Nette & solidarische Gespräche mit Menschen. Inhaltlich nicht so nett: Ein Mensch lebt seit Jahren hier in Erfurt und bekommt keine Arbeitserlaubnis. Mehrfach hören wir Unmut darüber, dass Anliegen mancher schnell bearbeitet würden, andere über Monate warten müssten. Eine Person bestärkt den Eindruck: Man wird besser behandelt, sobald ein:e Deutsche:r dabei ist oder anruft. Sonst sehen sie immer nur “den Ausländer”. Dazu komme täglicher Rassismus, böse Blicke, wenn man einfach nur durch die Stadt laufe. Wieder Berichte von enormen Wartenzeiten und fehlender Bereitschaft von Mitarbeitenden, Dinge zu erklären – auch z.B. bei dringenden Anliegen wie dem Verlust von Papieren.
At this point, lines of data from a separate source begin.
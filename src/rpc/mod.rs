//! RPC transport: typed messages carried over WebSocket frames

pub mod messages;

pub use messages::{
    methods, RpcCall, RpcError, RpcRequest, RpcResponse, RpcStatus,
};
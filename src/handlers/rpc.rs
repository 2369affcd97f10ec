//! RPC transport over WebSocket
//!
//! Each text frame is one request envelope; each reply is one response frame.
//! Requests on the same socket run concurrently and are matched to replies by id.

use futures_util::sink::SinkExt;
use futures_util::stream::StreamExt;
use log::{debug, error, info, warn};
use serde::Serialize;
use serde_json::{json, Value};
use std::sync::Arc;
use tokio::sync::mpsc;
use warp::ws::{Message, WebSocket, Ws};
use warp::{Filter, Rejection, Reply};

use super::with_services;
use crate::auth::token::Claims;
use crate::authz::Transport;
use crate::constants::{AUTHORIZATION_METADATA_KEY, RPC_PATH};
use crate::error::{ErrorClass, FlagGateError, Result};
use crate::rpc::{RpcCall, RpcError, RpcRequest, RpcResponse, RpcStatus};
use crate::services::AppServices;

/// `GET /rpc` upgraded to a WebSocket
pub fn rpc_route(
    services: Arc<AppServices>,
) -> impl Filter<Extract = (impl Reply,), Error = Rejection> + Clone {
    warp::path(RPC_PATH)
        .and(warp::path::end())
        .and(warp::ws())
        .and(with_services(services))
        .map(|ws: Ws, services: Arc<AppServices>| {
            info!("New RPC connection");
            ws.on_upgrade(move |socket| handle_rpc_socket(socket, services))
        })
}

/// Serves one RPC connection until the peer closes it
pub async fn handle_rpc_socket(ws: WebSocket, services: Arc<AppServices>) {
    let (mut ws_tx, mut ws_rx) = ws.split();
    let (tx, mut rx) = mpsc::unbounded_channel::<Message>();

    tokio::task::spawn(async move {
        while let Some(message) = rx.recv().await {
            if let Err(e) = ws_tx.send(message).await {
                error!("Failed to send RPC response: {}", e);
                break;
            }
        }
    });

    while let Some(result) = ws_rx.next().await {
        let msg = match result {
            Ok(msg) => msg,
            Err(e) => {
                error!("WebSocket error: {}", e);
                break;
            }
        };
        if msg.is_close() {
            break;
        }
        let Ok(text) = msg.to_str() else {
            if msg.is_binary() {
                warn!("Ignoring binary frame on RPC socket");
            }
            continue;
        };

        let text = text.to_string();
        let services = services.clone();
        let tx = tx.clone();
        tokio::task::spawn(async move {
            let response = handle_frame(&services, &text).await;
            match serde_json::to_string(&response) {
                Ok(frame) => {
                    if tx.send(Message::text(frame)).is_err() {
                        debug!("RPC connection closed before response {}", response.id);
                    }
                }
                Err(e) => error!("Failed to serialize RPC response: {}", e),
            }
        });
    }

    debug!("RPC connection closed");
}

/// Parses and dispatches one text frame
pub async fn handle_frame(services: &AppServices, text: &str) -> RpcResponse {
    match serde_json::from_str::<RpcRequest>(text) {
        Ok(request) => dispatch(services, request).await,
        Err(e) => {
            warn!("Malformed RPC frame: {}", e);
            RpcResponse::error(
                "",
                RpcError {
                    status: RpcStatus::InvalidArgument,
                    message: "malformed request".to_string(),
                },
            )
        }
    }
}

/// Runs the enforcement gate, then the handler for `request.method`.
///
/// Usable without a socket.
pub async fn dispatch(services: &AppServices, request: RpcRequest) -> RpcResponse {
    let RpcRequest {
        id,
        method,
        metadata,
        payload,
    } = request;

    // keys are case-insensitive, so two spellings of the key are ambiguous
    let mut carriers = metadata
        .iter()
        .filter(|(key, _)| key.eq_ignore_ascii_case(AUTHORIZATION_METADATA_KEY))
        .map(|(_, value)| value.as_str());
    let carrier = match (carriers.next(), carriers.next()) {
        (first, None) => first,
        _ => {
            warn!("Rejecting RPC {} with duplicate authorization metadata", method);
            let err = FlagGateError::Validation("duplicate authorization metadata".to_string());
            return RpcResponse::error(id, RpcError::from(&err));
        }
    };

    let claims = match services
        .enforcer
        .authorize(Transport::Rpc, &method, carrier)
        .await
    {
        Ok(claims) => claims,
        Err(err) => return RpcResponse::error(id, RpcError::from(&err)),
    };

    let call = match RpcCall::decode(&method, payload) {
        Ok(call) => call,
        Err(err) => return RpcResponse::error(id, err),
    };

    match execute(services, call, claims.as_ref()).await {
        Ok(body) => RpcResponse::ok(id, body),
        Err(err) => {
            if err.class() == ErrorClass::Internal {
                error!("RPC {} failed: {}", method, err);
            } else {
                debug!("RPC {} rejected: {}", method, err);
            }
            RpcResponse::error(id, RpcError::from(&err))
        }
    }
}

fn to_body<T: Serialize>(value: T) -> Result<Value> {
    serde_json::to_value(value)
        .map_err(|e| FlagGateError::Internal(format!("failed to encode response: {}", e)))
}

async fn execute(services: &AppServices, call: RpcCall, claims: Option<&Claims>) -> Result<Value> {
    match call {
        RpcCall::Login(req) => to_body(services.lifecycle.login(&req.email, &req.password).await?),
        RpcCall::Refresh(req) => to_body(services.lifecycle.refresh(&req.refresh_token).await?),
        RpcCall::Activate(req) => to_body(
            services
                .lifecycle
                .activate(&req.email, &req.password, &req.new_password)
                .await?,
        ),
        RpcCall::CreateFlag(req) => to_body(
            services
                .flags
                .create(&req.name, &req.description, req.enabled)
                .await?,
        ),
        RpcCall::UpdateFlag(req) => to_body(
            services
                .flags
                .update(&req.id, &req.flag.name, &req.flag.description, req.flag.enabled)
                .await?,
        ),
        RpcCall::DeleteFlag(req) => {
            services.flags.delete(&req.id).await?;
            Ok(json!({ "id": req.id }))
        }
        RpcCall::GetFlag(req) => to_body(services.flags.get(&req.id).await?),
        RpcCall::ListFlags => Ok(json!({ "flags": to_body(services.flags.list().await)? })),
        RpcCall::CreateUser(req) => {
            let actor = claims.map(|c| c.sub.as_str()).unwrap_or("unknown");
            to_body(
                services
                    .users
                    .create_user(actor, &req.email, &req.name, &req.roles)
                    .await?,
            )
        }
        RpcCall::UpdateUser(req) => to_body(
            services
                .users
                .update_user(&req.id, req.name.as_deref(), req.roles.as_deref())
                .await?,
        ),
        RpcCall::DeleteUser(req) => {
            services.users.delete_user(&req.id).await?;
            Ok(json!({ "id": req.id }))
        }
        RpcCall::GetUser(req) => to_body(services.users.get_user(&req.id).await?),
        RpcCall::ListUsers => Ok(json!({ "users": to_body(services.users.list_users().await?)? })),
    }
}
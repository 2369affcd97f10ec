//! JSON-over-HTTP transport
//!
//! Every route passes through [`with_access`] before its handler runs, and
//! request bodies are only parsed once the caller has been let through.

use serde::de::DeserializeOwned;
use serde::Serialize;
use serde_json::json;
use std::convert::Infallible;
use std::sync::Arc;
use warp::http::StatusCode;
use warp::hyper::body::Bytes;
use warp::reply::Response;
use warp::{Filter, Rejection, Reply};

use super::with_services;
use crate::auth::token::Claims;
use crate::authz::{routes as keys, Transport};
use crate::constants::{API_PREFIX, API_VERSION};
use crate::error::{AuthFailure, ErrorClass, FlagGateError, Result};
use crate::rpc::messages::{
    ActivateRequest, CreateUserRequest, FlagRequest, LoginRequest, RefreshRequest,
    UpdateUserRequest,
};
use crate::services::AppServices;

const MAX_BODY_BYTES: u64 = 64 * 1024;

/// Outcome of the enforcement gate for one request
pub type Access = std::result::Result<Option<Claims>, FlagGateError>;

/// Maps an error to its HTTP status and a body that reveals only its class
pub fn error_reply(err: &FlagGateError) -> Response {
    let status = match err.class() {
        ErrorClass::Validation => StatusCode::BAD_REQUEST,
        ErrorClass::Unauthenticated => StatusCode::UNAUTHORIZED,
        ErrorClass::Forbidden => StatusCode::FORBIDDEN,
        ErrorClass::NotFound => StatusCode::NOT_FOUND,
        ErrorClass::Timeout => StatusCode::GATEWAY_TIMEOUT,
        ErrorClass::Unavailable => StatusCode::SERVICE_UNAVAILABLE,
        ErrorClass::Internal => StatusCode::INTERNAL_SERVER_ERROR,
    };
    if status == StatusCode::INTERNAL_SERVER_ERROR {
        log::error!("Request failed: {}", err);
    }
    warp::reply::with_status(
        warp::reply::json(&json!({ "error": err.public_message() })),
        status,
    )
    .into_response()
}

fn reply<T: Serialize>(result: Result<T>, status: StatusCode) -> Response {
    match result {
        Ok(body) => warp::reply::with_status(warp::reply::json(&body), status).into_response(),
        Err(err) => error_reply(&err),
    }
}

fn parse_body<T: DeserializeOwned>(body: &Bytes) -> Result<T> {
    serde_json::from_slice(body)
        .map_err(|e| FlagGateError::Validation(format!("invalid request body: {}", e)))
}

fn caller(claims: Option<Claims>) -> Result<Claims> {
    claims.ok_or_else(|| AuthFailure::MissingToken.into())
}

/// Runs the enforcement gate for `key` and hands its outcome to the handler
pub fn with_access(
    services: Arc<AppServices>,
    key: &'static str,
) -> impl Filter<Extract = (Arc<AppServices>, Access), Error = Rejection> + Clone {
    warp::header::optional::<String>("authorization")
        .and(with_services(services))
        .then(move |header: Option<String>, services: Arc<AppServices>| async move {
            let access = services
                .enforcer
                .authorize(Transport::Http, key, header.as_deref())
                .await;
            (services, access)
        })
        .untuple_one()
}

fn json_body() -> impl Filter<Extract = (Bytes,), Error = Rejection> + Clone {
    warp::body::content_length_limit(MAX_BODY_BYTES).and(warp::body::bytes())
}

/// All HTTP routes, plus `/health`. Unmatched requests are rejected.
pub fn routes(
    services: Arc<AppServices>,
) -> impl Filter<Extract = (impl Reply,), Error = Rejection> + Clone {
    let api = || warp::path(API_PREFIX).and(warp::path(API_VERSION));
    let s = || services.clone();

    let login = api()
        .and(warp::path!("auth" / "login"))
        .and(warp::post())
        .and(with_access(s(), keys::AUTH_LOGIN))
        .and(json_body())
        .then(login);
    let refresh = api()
        .and(warp::path!("auth" / "refresh"))
        .and(warp::post())
        .and(with_access(s(), keys::AUTH_REFRESH))
        .and(json_body())
        .then(refresh);
    let activate = api()
        .and(warp::path!("auth" / "activate"))
        .and(warp::post())
        .and(with_access(s(), keys::AUTH_ACTIVATE))
        .and(json_body())
        .then(activate);

    let me = api()
        .and(warp::path!("me"))
        .and(warp::get())
        .and(with_access(s(), keys::ME))
        .then(me);
    let me_roles = api()
        .and(warp::path!("me" / "roles"))
        .and(warp::get())
        .and(with_access(s(), keys::ME_ROLES))
        .then(me_roles);

    let list_users = api()
        .and(warp::path!("users"))
        .and(warp::get())
        .and(with_access(s(), keys::LIST_USERS))
        .then(list_users);
    let create_user = api()
        .and(warp::path!("users"))
        .and(warp::post())
        .and(with_access(s(), keys::CREATE_USER))
        .and(json_body())
        .then(create_user);
    let get_user = api()
        .and(warp::path!("users" / String))
        .and(warp::get())
        .and(with_access(s(), keys::GET_USER))
        .then(get_user);
    let update_user = api()
        .and(warp::path!("users" / String))
        .and(warp::put())
        .and(with_access(s(), keys::UPDATE_USER))
        .and(json_body())
        .then(update_user);
    let delete_user = api()
        .and(warp::path!("users" / String))
        .and(warp::delete())
        .and(with_access(s(), keys::DELETE_USER))
        .then(delete_user);

    let list_flags = api()
        .and(warp::path!("flags"))
        .and(warp::get())
        .and(with_access(s(), keys::LIST_FLAGS))
        .then(list_flags);
    let create_flag = api()
        .and(warp::path!("flags"))
        .and(warp::post())
        .and(with_access(s(), keys::CREATE_FLAG))
        .and(json_body())
        .then(create_flag);
    let get_flag = api()
        .and(warp::path!("flags" / String))
        .and(warp::get())
        .and(with_access(s(), keys::GET_FLAG))
        .then(get_flag);
    let update_flag = api()
        .and(warp::path!("flags" / String))
        .and(warp::put())
        .and(with_access(s(), keys::UPDATE_FLAG))
        .and(json_body())
        .then(update_flag);
    let delete_flag = api()
        .and(warp::path!("flags" / String))
        .and(warp::delete())
        .and(with_access(s(), keys::DELETE_FLAG))
        .then(delete_flag);

    let health = warp::path!("health").and(warp::get()).map(|| "OK");

    login
        .or(refresh)
        .or(activate)
        .or(me)
        .or(me_roles)
        .or(list_users)
        .or(create_user)
        .or(get_user)
        .or(update_user)
        .or(delete_user)
        .or(list_flags)
        .or(create_flag)
        .or(get_flag)
        .or(update_flag)
        .or(delete_flag)
        .or(health)
}

/// Unmatched requests get JSON errors like everything else
pub async fn handle_rejection(rejection: Rejection) -> std::result::Result<Response, Infallible> {
    let (status, message) = if rejection.is_not_found() {
        (StatusCode::NOT_FOUND, "not found")
    } else if rejection.find::<warp::reject::MethodNotAllowed>().is_some() {
        (StatusCode::METHOD_NOT_ALLOWED, "method not allowed")
    } else if rejection.find::<warp::reject::PayloadTooLarge>().is_some() {
        (StatusCode::PAYLOAD_TOO_LARGE, "payload too large")
    } else {
        (StatusCode::BAD_REQUEST, "invalid request")
    };
    Ok(warp::reply::with_status(warp::reply::json(&json!({ "error": message })), status).into_response())
}

async fn login(services: Arc<AppServices>, access: Access, body: Bytes) -> Response {
    if let Err(err) = access {
        return error_reply(&err);
    }
    let result = match parse_body::<LoginRequest>(&body) {
        Ok(req) => services.lifecycle.login(&req.email, &req.password).await,
        Err(err) => Err(err),
    };
    reply(result, StatusCode::OK)
}

async fn refresh(services: Arc<AppServices>, access: Access, body: Bytes) -> Response {
    if let Err(err) = access {
        return error_reply(&err);
    }
    let result = match parse_body::<RefreshRequest>(&body) {
        Ok(req) => services.lifecycle.refresh(&req.refresh_token).await,
        Err(err) => Err(err),
    };
    reply(result, StatusCode::OK)
}

async fn activate(services: Arc<AppServices>, access: Access, body: Bytes) -> Response {
    if let Err(err) = access {
        return error_reply(&err);
    }
    let result = match parse_body::<ActivateRequest>(&body) {
        Ok(req) => {
            services
                .lifecycle
                .activate(&req.email, &req.password, &req.new_password)
                .await
        }
        Err(err) => Err(err),
    };
    reply(result, StatusCode::OK)
}

async fn me(services: Arc<AppServices>, access: Access) -> Response {
    let claims = match access.and_then(caller) {
        Ok(claims) => claims,
        Err(err) => return error_reply(&err),
    };
    reply(services.users.me(&claims).await, StatusCode::OK)
}

async fn me_roles(services: Arc<AppServices>, access: Access) -> Response {
    let claims = match access.and_then(caller) {
        Ok(claims) => claims,
        Err(err) => return error_reply(&err),
    };
    reply(services.users.me_roles(&claims).await, StatusCode::OK)
}

async fn list_users(services: Arc<AppServices>, access: Access) -> Response {
    if let Err(err) = access {
        return error_reply(&err);
    }
    let result = services
        .users
        .list_users()
        .await
        .map(|users| json!({ "users": users }));
    reply(result, StatusCode::OK)
}

async fn create_user(services: Arc<AppServices>, access: Access, body: Bytes) -> Response {
    let claims = match access.and_then(caller) {
        Ok(claims) => claims,
        Err(err) => return error_reply(&err),
    };
    let result = match parse_body::<CreateUserRequest>(&body) {
        Ok(req) => {
            services
                .users
                .create_user(&claims.sub, &req.email, &req.name, &req.roles)
                .await
        }
        Err(err) => Err(err),
    };
    reply(result, StatusCode::CREATED)
}

async fn get_user(id: String, services: Arc<AppServices>, access: Access) -> Response {
    if let Err(err) = access {
        return error_reply(&err);
    }
    reply(services.users.get_user(&id).await, StatusCode::OK)
}

async fn update_user(
    id: String,
    services: Arc<AppServices>,
    access: Access,
    body: Bytes,
) -> Response {
    if let Err(err) = access {
        return error_reply(&err);
    }
    let result = match parse_body::<UpdateUserRequest>(&body) {
        Ok(req) => {
            services
                .users
                .update_user(&id, req.name.as_deref(), req.roles.as_deref())
                .await
        }
        Err(err) => Err(err),
    };
    reply(result, StatusCode::OK)
}

async fn delete_user(id: String, services: Arc<AppServices>, access: Access) -> Response {
    if let Err(err) = access {
        return error_reply(&err);
    }
    match services.users.delete_user(&id).await {
        Ok(()) => StatusCode::NO_CONTENT.into_response(),
        Err(err) => error_reply(&err),
    }
}

async fn list_flags(services: Arc<AppServices>, access: Access) -> Response {
    if let Err(err) = access {
        return error_reply(&err);
    }
    let flags = services.flags.list().await;
    reply(Ok(json!({ "flags": flags })), StatusCode::OK)
}

async fn create_flag(services: Arc<AppServices>, access: Access, body: Bytes) -> Response {
    if let Err(err) = access {
        return error_reply(&err);
    }
    let result = match parse_body::<FlagRequest>(&body) {
        Ok(req) => {
            services
                .flags
                .create(&req.name, &req.description, req.enabled)
                .await
        }
        Err(err) => Err(err),
    };
    reply(result, StatusCode::CREATED)
}

async fn get_flag(id: String, services: Arc<AppServices>, access: Access) -> Response {
    if let Err(err) = access {
        return error_reply(&err);
    }
    reply(services.flags.get(&id).await, StatusCode::OK)
}

async fn update_flag(
    id: String,
    services: Arc<AppServices>,
    access: Access,
    body: Bytes,
) -> Response {
    if let Err(err) = access {
        return error_reply(&err);
    }
    let result = match parse_body::<FlagRequest>(&body) {
        Ok(req) => {
            services
                .flags
                .update(&id, &req.name, &req.description, req.enabled)
                .await
        }
        Err(err) => Err(err),
    };
    reply(result, StatusCode::OK)
}

async fn delete_flag(id: String, services: Arc<AppServices>, access: Access) -> Response {
    if let Err(err) = access {
        return error_reply(&err);
    }
    match services.flags.delete(&id).await {
        Ok(()) => StatusCode::NO_CONTENT.into_response(),
        Err(err) => error_reply(&err),
    }
}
Jemand berichtet uns, dass er wegen all dem bald aus Thüringen wegzieht – aber er sei froh, dass Leute weiterkämpfen. Auch unsere mehrsprachigen Flyer kommen gut an… dezenter Hinweis, liebe Ausländerbehörde!

Tag 8

Es gab positives Feedback in Form von zustimmenden Worten und netten Lächeln von einigen Passant:innen. Ein Mensch berichtete von hohem Stress, den Termine bei der Ausländerbehörde Erfurt bei ihm auslösen, weil er sich schlecht behandelt fühlt und keine Antworten auf seine Fragen bekommt.

Tag 7

Unter anderem hatten wir eine Begegnung mit einer Kommunalpolitikerin aus Weimar. Auch da gibt es Probleme mit Ausländerbehörde und Einbürgerungsbehörde, die Betroffene kritisieren: schlechte Erreichbarkeit, unkonkrete oder falsche Informationen, Sachbearbeiter:innen scheinen Gesetze nicht zu kennen oder wollen nicht helfen. Ein solidarischer Mensch kam einfach so bei der Mahnwache vorbei, durch die Arbeit in einer Gemeinschaftsunterkunft auch vertraut mit der Ausländerbehörde Erfurt. Diese habe öfter fälschlich behauptet, dass Dokumente zu spät oder gar nicht eingereicht worden seien. Dass die Einbürgerung in Erfurt unfassbar lange dauert, sei auch weit bekannt. Aufmerksamen Beobachter:innen unserer Aktion ist es vielleicht aufgefallen: Wir haben unsere Zählweise angepasst! Am Anfang wurde das Wochenende nicht bei den Mahnwachentagen mitgezählt – ab jetzt rechnen wir es im Sinne der psychologischen Kriegsführung und Stringenz und Analogie zu den Kalendertagen mit ein. Die Behörde macht Pause, das System niemals und wir sammeln nur neue Kraft um dagegen vorzugehen!

Tag 6

Heute war es mittwochsmäßig ruhig um die Behörde. Doch wir bleiben weiterhin vor Ort ansprechbar und hatten tolle Gespräche. Einen Zwischenfall gab es, als wir im Vorbeifahren als “Volksverräter” beschimpft wurden. Mit dem Label können wir leben.

Tag 3

Ein stärkender dritter Tag an der Mahnwache vor der Ausländerbehörde Erfurt! Wir haben mit Radio F.R.E.I. über die Aktion gesprochen. Menschen berichteten uns von frustrierenden Terminen, freuten sich über die Initiative, wollen wiederkommen und sich mehr über ihre Probleme austauschen.

Tag 2

Zweiter Tag der Mahnwache vor der Ausländerbehörde Erfurt: Check. Ein:e Mitstreiter:in haben wir heute spontan dazu gewonnen. Schließt euch auch an, solidarisch gegen dieses rassistische System.

Tag 1

Wir haben heute den ersten Morgen vor der Ausländerbehörde und dem Bürgeramt verbracht. An jedem Wochentag im September werden wir von nun an dort von 8.00 bis 9.30 Uhr mit einer Mahnwache stehen, um die Zustände in der Ausländerbehörde Erfurt zu kritisieren.